As the player,
If you have to ask, then you don't know.
If you don't know, then it makes no difference.
But to "unmask" the rhetoric, for curiosity sake: you would have encountered the gorilla (chance to surprise it), the pit trap (discovered easily enough), and all the footprints. I'd also have thrown in a wandering monster purely for how long the process would have taken and how much area was being combed, so you fight... *rolls die*... a giant anaconda (treasure: he swallowed a marauder carrying a satchel of dragon scales, a key, and some uncut gemstones). Also, pass a saving throw or wander into a swinging log trap I just decided to add. Meanwhile, the marauder group easily escapes pursuit - if you pursue their trail through the woods you eventually track them back out, losing them somewhere on the outskirts of the next hamlet. The trail is too cold and you have no idea where their hideout is.
The marauder leader, the one who called a retreat back to home base, is still a viable Quantum Ogre at my disposal. The party has no idea what he looks like, just that the last pillaged village described him as a towering demon-man, so he could take on whatever appearance I want. If I want him to communicate something in person, then he shows up as an interactive NPC (interrogated, changes sides, begs for life, dying words, etc.). If I want him to pass an item along to the party (key, password, magic item, will & testament, macguffin, etc.), then he can show up dead along their path, like so many others before him. If I want him to offer an interesting situation, or pose a threatening obstacle, or pull a total red herring mindfuck twist... he's tucked up my sleeve. The player's choices can limit the fields in which he can materialize, and perhaps even serve to delay or bypass an encounter with my QO, but ultimately I decide when he's out of play, not the players.

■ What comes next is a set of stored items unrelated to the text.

//! Request logging middleware

use super::super::state::ServerState;
use crate::server::metrics::record_http_request;
use axum::extract::{MatchedPath, State};
use axum::{
    body::Body,
    http::{header::HeaderMap, Request, StatusCode},
    middleware::Next,
    response::{IntoResponse, Response},
};
use std::time::Instant;
use tracing::{error, info};

#[derive(PartialEq, PartialOrd, Clone, Debug, clap::ValueEnum)]
pub enum RequestsLoggingLevel {
    None,
    Path,
    Headers,
    Body,
}

impl Default for RequestsLoggingLevel {
    fn default() -> Self {
        Self::Path
    }
}

impl std::fmt::Display for RequestsLoggingLevel {
    fn fmt(&self, f: &mut std::fmt::Formatter<'_>) -> std::fmt::Result {
        write!(f, "{:?}", self)
    }
}

const MAX_LOGGABLE_BODY_LENGTH: usize = 1024;

enum ContentLengthParseResult {
    Ok(usize),
    No(&'static str),
}

fn parse_content_length(headers: &HeaderMap) -> ContentLengthParseResult {
    let value = match headers.get("content-length") {
        Some(x) => x,
        None => return ContentLengthParseResult::No("Content-length not set."),
    };

    let str_value = match value.to_str() {
        Ok(x) => x,
        Err(_) => {
            return ContentLengthParseResult::No("Could not get Content-length string value.")
        }
    };

    match str_value.parse::<usize>() {
        Ok(x) => ContentLengthParseResult::Ok(x),
        Err(_) => ContentLengthParseResult::No("Could not parse Content-length numeric value."),
    }
}

fn internal_error() -> Response {
    (StatusCode::INTERNAL_SERVER_ERROR, "Internal Server Error").into_response()
}

/// Reads a small body fully so it can be logged, returning the rebuilt body.
async fn log_body(label: &str, headers: &HeaderMap, body: Body) -> Result<Body, axum::Error> {
    match parse_content_length(headers) {
        ContentLengthParseResult::No(reason) => {
            info!("  {} Body: {}", label, reason);
            Ok(body)
        }
        ContentLengthParseResult::Ok(size) if size < MAX_LOGGABLE_BODY_LENGTH => {
            let bytes = axum::body::to_bytes(body, size).await?;
            info!("  {} Body:\n{}", label, String::from_utf8_lossy(&bytes));
            Ok(Body::from(bytes))
        }
        ContentLengthParseResult::Ok(size) => {
            info!(
                "  {} Body: Too big to log ({:#})",
                label,
                byte_unit::Byte::from(size)
            );
            Ok(body)
        }
    }
}

pub async fn log_requests(
    State(state): State<ServerState>,
    mut request: Request<Body>,
    next: Next,
) -> Response {
    let level = state.config.requests_logging_level.clone();

    let start = Instant::now();

    let method = request.method().to_string();
    // Route template keeps metric label cardinality bounded.
    let path = request
        .extensions()
        .get::<MatchedPath>()
        .map(|p| p.as_str().to_string())
        .unwrap_or_else(|| request.uri().path().to_string());

    if level > RequestsLoggingLevel::None {
        info!(">>> {} {}", method, request.uri());
    }

    if level >= RequestsLoggingLevel::Headers {
        info!("  Req Headers:");
        for header in request.headers().iter() {
            info!("    {:?}: {:?}", header.0, header.1);
        }
    }

    if level >= RequestsLoggingLevel::Body {
        let (parts, body) = request.into_parts();
        match log_body("Req", &parts.headers, body).await {
            Ok(body) => request = Request::from_parts(parts, body),
            Err(err) => {
                error!("Failed to read request body: {:?}", err);
                return internal_error();
            }
        }
    }

    let mut response = next.run(request).await;

    if level >= RequestsLoggingLevel::Headers {
        info!("  Resp Headers:");
        for header in response.headers().iter() {
            info!("    {:?}: {:?}", header.0, header.1);
        }
    }

    if level >= RequestsLoggingLevel::Body {
        let (parts, body) = response.into_parts();
        match log_body("Resp", &parts.headers, body).await {
            Ok(body) => response = Response::from_parts(parts, body),
            Err(err) => {
                error!("Failed to read response body: {:?}", err);
                return internal_error();
            }
        }
    }

    let status = response.status().as_u16();
    let duration = start.elapsed();

    if level > RequestsLoggingLevel::None {
        info!("<<< {} ({}ms)", status, duration.as_millis());
    }

    record_http_request(&method, &path, status, duration);

    response
}
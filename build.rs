use std::process::Command;

fn main() {
    // Short commit hash, surfaced by the home endpoint
    let git_hash = Command::new("git")
        .args(["rev-parse", "--short", "HEAD"])
        .output()
        .ok()
        .filter(|output| output.status.success())
        .and_then(|output| String::from_utf8(output.stdout).ok())
        .map(|hash| hash.trim().to_string())
        .unwrap_or_else(|| "unknown".to_string());

    println!("cargo:rustc-env=GIT_HASH={}", git_hash);
    println!("cargo:rerun-if-changed=.git/HEAD");
}
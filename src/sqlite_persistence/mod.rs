mod versioned_schema;

pub use versioned_schema::{
    read_schema_version, Column, SqlType, Table, VersionedSchema, BASE_DB_VERSION,
};
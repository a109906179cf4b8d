//! End-to-end tests for the ingestion loop
//!
//! Drives real fetch cycles against a fake upstream over HTTP and checks
//! the results through the query API.

mod common;

use chrono::{TimeZone, Utc};
use common::{
    upstream_item, FakeUpstream, TestClient, TestServer, EXHAUSTED_API_KEY, GOOD_API_KEY,
    SEEDED_VIDEOS_COUNT, TEST_SEARCH_QUERY, VIDEO_1_ID,
};
use serde_json::Value;
use std::sync::Arc;
use std::time::Duration;
use tokio_util::sync::CancellationToken;
use ytfetcher_server::fetcher::{Credential, CredentialRotator, CredentialSet, YouTubeSearchClient};
use ytfetcher_server::ingestion::{
    CycleOutcome, IngestionLoop, IngestionSettings, LoopState, Watermark,
};

const FETCH_INTERVAL: Duration = Duration::from_secs(10);
const COOLDOWN: Duration = Duration::from_secs(60);

fn make_loop(server: &TestServer, upstream: &FakeUpstream, keys: &[&str]) -> IngestionLoop {
    let client = YouTubeSearchClient::new(&upstream.base_url, Duration::from_secs(5))
        .expect("Failed to build search client");
    let credentials = CredentialSet::new(keys.iter().map(|k| Credential::new(*k)).collect());
    IngestionLoop::new(
        CredentialRotator::new(credentials, Arc::new(client)),
        server.video_store.clone(),
        Watermark::new(Utc.with_ymd_and_hms(2024, 6, 4, 0, 0, 0).unwrap()),
        IngestionSettings {
            search_query: TEST_SEARCH_QUERY.to_string(),
            max_results: 50,
            fetch_interval: FETCH_INTERVAL,
            cooldown_interval: COOLDOWN,
        },
    )
}

// =============================================================================
// Fetch Cycles
// =============================================================================

#[tokio::test]
async fn test_cycle_rotates_past_exhausted_key_and_persists() {
    let server = TestServer::spawn().await;
    let upstream = FakeUpstream::spawn().await;
    let client = TestClient::new(server.base_url.clone());
    let mut ingestion = make_loop(&server, &upstream, &[EXHAUSTED_API_KEY, GOOD_API_KEY]);

    upstream.set_items(vec![
        upstream_item("new-1", "Cricket live", "2024-06-05T10:00:00Z"),
        upstream_item(VIDEO_1_ID, "Already stored", "2024-06-01T10:00:00Z"),
        upstream_item("new-2", "Cricket recap", "2024-06-05T12:00:00Z"),
        upstream_item("new-1", "Cricket live", "2024-06-05T10:00:00Z"),
    ]);

    let report = ingestion.run_cycle(&CancellationToken::new()).await;

    assert_eq!(report.outcome, CycleOutcome::Ingested);
    assert_eq!(report.inserted, 2);
    assert_eq!(report.skipped, 2);
    assert_eq!(report.credential_failures.len(), 1);
    assert_eq!(report.credential_failures[0].failure.category(), "quota_exceeded");
    assert_eq!(
        report.watermark_after,
        Utc.with_ymd_and_hms(2024, 6, 5, 12, 0, 0).unwrap()
    );
    assert_eq!(ingestion.state(), LoopState::Cycling(FETCH_INTERVAL));

    // Both keys were tried, in order, with the same request
    let requests = upstream.requests();
    assert_eq!(requests.len(), 2);
    assert_eq!(requests[0]["key"], EXHAUSTED_API_KEY);
    assert_eq!(requests[1]["key"], GOOD_API_KEY);
    let request = &requests[1];
    assert_eq!(request["q"], TEST_SEARCH_QUERY);
    assert_eq!(request["part"], "snippet");
    assert_eq!(request["type"], "video");
    assert_eq!(request["order"], "date");
    assert_eq!(request["maxResults"], "50");
    assert_eq!(request["publishedAfter"], "2024-06-04T00:00:00Z");

    let body: Value = client.count_videos(&[]).await.json().await.unwrap();
    assert_eq!(body["total_count"], SEEDED_VIDEOS_COUNT + 2);

    let body: Value = client
        .search_videos(&[("q", "cricket live")])
        .await
        .json()
        .await
        .unwrap();
    assert_eq!(body["total_count"], 1);
    let video = &body["videos"][0];
    assert_eq!(video["video_id"], "new-1");
    assert_eq!(video["thumbnail_url"], "https://i.ytimg.com/vi/new-1/hqdefault.jpg");
    assert_eq!(video["video_url"], "https://www.youtube.com/watch?v=new-1");
}

#[tokio::test]
async fn test_next_cycle_uses_advanced_watermark() {
    let server = TestServer::spawn().await;
    let upstream = FakeUpstream::spawn().await;
    let client = TestClient::new(server.base_url.clone());
    let mut ingestion = make_loop(&server, &upstream, &[GOOD_API_KEY]);
    let token = CancellationToken::new();

    upstream.set_items(vec![upstream_item(
        "new-1",
        "Cricket live",
        "2024-06-05T10:00:00Z",
    )]);
    let first = ingestion.run_cycle(&token).await;
    assert_eq!(first.inserted, 1);

    // Upstream keeps returning the boundary item; it must not be stored twice
    let second = ingestion.run_cycle(&token).await;
    assert_eq!(second.outcome, CycleOutcome::Ingested);
    assert_eq!(second.inserted, 0);
    assert_eq!(second.skipped, 1);
    assert_eq!(second.watermark_before, second.watermark_after);

    let requests = upstream.requests();
    assert_eq!(requests.len(), 2);
    assert_eq!(requests[1]["publishedAfter"], "2024-06-05T10:00:00Z");

    let body: Value = client.count_videos(&[]).await.json().await.unwrap();
    assert_eq!(body["total_count"], SEEDED_VIDEOS_COUNT + 1);
}

#[tokio::test]
async fn test_all_keys_exhausted_backs_off() {
    let server = TestServer::spawn().await;
    let upstream = FakeUpstream::spawn().await;
    let mut ingestion = make_loop(&server, &upstream, &[EXHAUSTED_API_KEY, "unknown-key-42"]);
    let watermark = ingestion.watermark();

    let report = ingestion.run_cycle(&CancellationToken::new()).await;

    assert_eq!(report.outcome, CycleOutcome::AllFailed);
    assert_eq!(report.credential_failures.len(), 2);
    assert_eq!(report.credential_failures[0].failure.category(), "quota_exceeded");
    assert_eq!(report.credential_failures[1].failure.category(), "bad_request");
    assert_eq!(ingestion.state(), LoopState::BackingOff(COOLDOWN));
    assert_eq!(ingestion.watermark(), watermark);

    // Neither key shows up in the report
    let rendered = format!("{:?}", report);
    assert!(!rendered.contains(EXHAUSTED_API_KEY));
    assert!(!rendered.contains("unknown-key-42"));
}

#[tokio::test]
async fn test_empty_response_keeps_watermark() {
    let server = TestServer::spawn().await;
    let upstream = FakeUpstream::spawn().await;
    let mut ingestion = make_loop(&server, &upstream, &[GOOD_API_KEY]);
    let watermark = ingestion.watermark();

    let report = ingestion.run_cycle(&CancellationToken::new()).await;

    assert_eq!(report.outcome, CycleOutcome::Empty);
    assert_eq!(ingestion.watermark(), watermark);
    assert_eq!(ingestion.state(), LoopState::Cycling(FETCH_INTERVAL));
}

// =============================================================================
// Loop Lifecycle
// =============================================================================

#[tokio::test]
async fn test_run_stops_promptly_on_shutdown() {
    let server = TestServer::spawn().await;
    let upstream = FakeUpstream::spawn().await;
    let client = TestClient::new(server.base_url.clone());
    let mut ingestion = make_loop(&server, &upstream, &[GOOD_API_KEY]);

    upstream.set_items(vec![upstream_item(
        "new-1",
        "Cricket live",
        "2024-06-05T10:00:00Z",
    )]);

    let token = CancellationToken::new();
    let handle = tokio::spawn({
        let token = token.clone();
        async move {
            ingestion.run(token).await;
            ingestion
        }
    });

    // Wait for the first cycle to land, then stop during the inter-cycle wait
    let deadline = std::time::Instant::now() + Duration::from_secs(5);
    loop {
        let body: Value = client.count_videos(&[]).await.json().await.unwrap();
        if body["total_count"] == SEEDED_VIDEOS_COUNT + 1 {
            break;
        }
        assert!(std::time::Instant::now() < deadline, "first cycle never completed");
        tokio::time::sleep(Duration::from_millis(20)).await;
    }
    token.cancel();

    let ingestion = tokio::time::timeout(Duration::from_secs(2), handle)
        .await
        .expect("loop did not stop within the fetch interval")
        .unwrap();
    assert_eq!(ingestion.state(), LoopState::ShuttingDown);
    assert_eq!(upstream.requests().len(), 1);
}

It's not like the players can't benefit too though - until a quantum ogre materializes, it is essentially formless, and therefore adaptable. Sometimes player choices can radically alter the plans that the DM had for the QO, not by throwing a wrench into them, but rather because it can give the DM time to craft a better Ogre, to dive in when it's most appropriate and tailor itself to the latest player activity.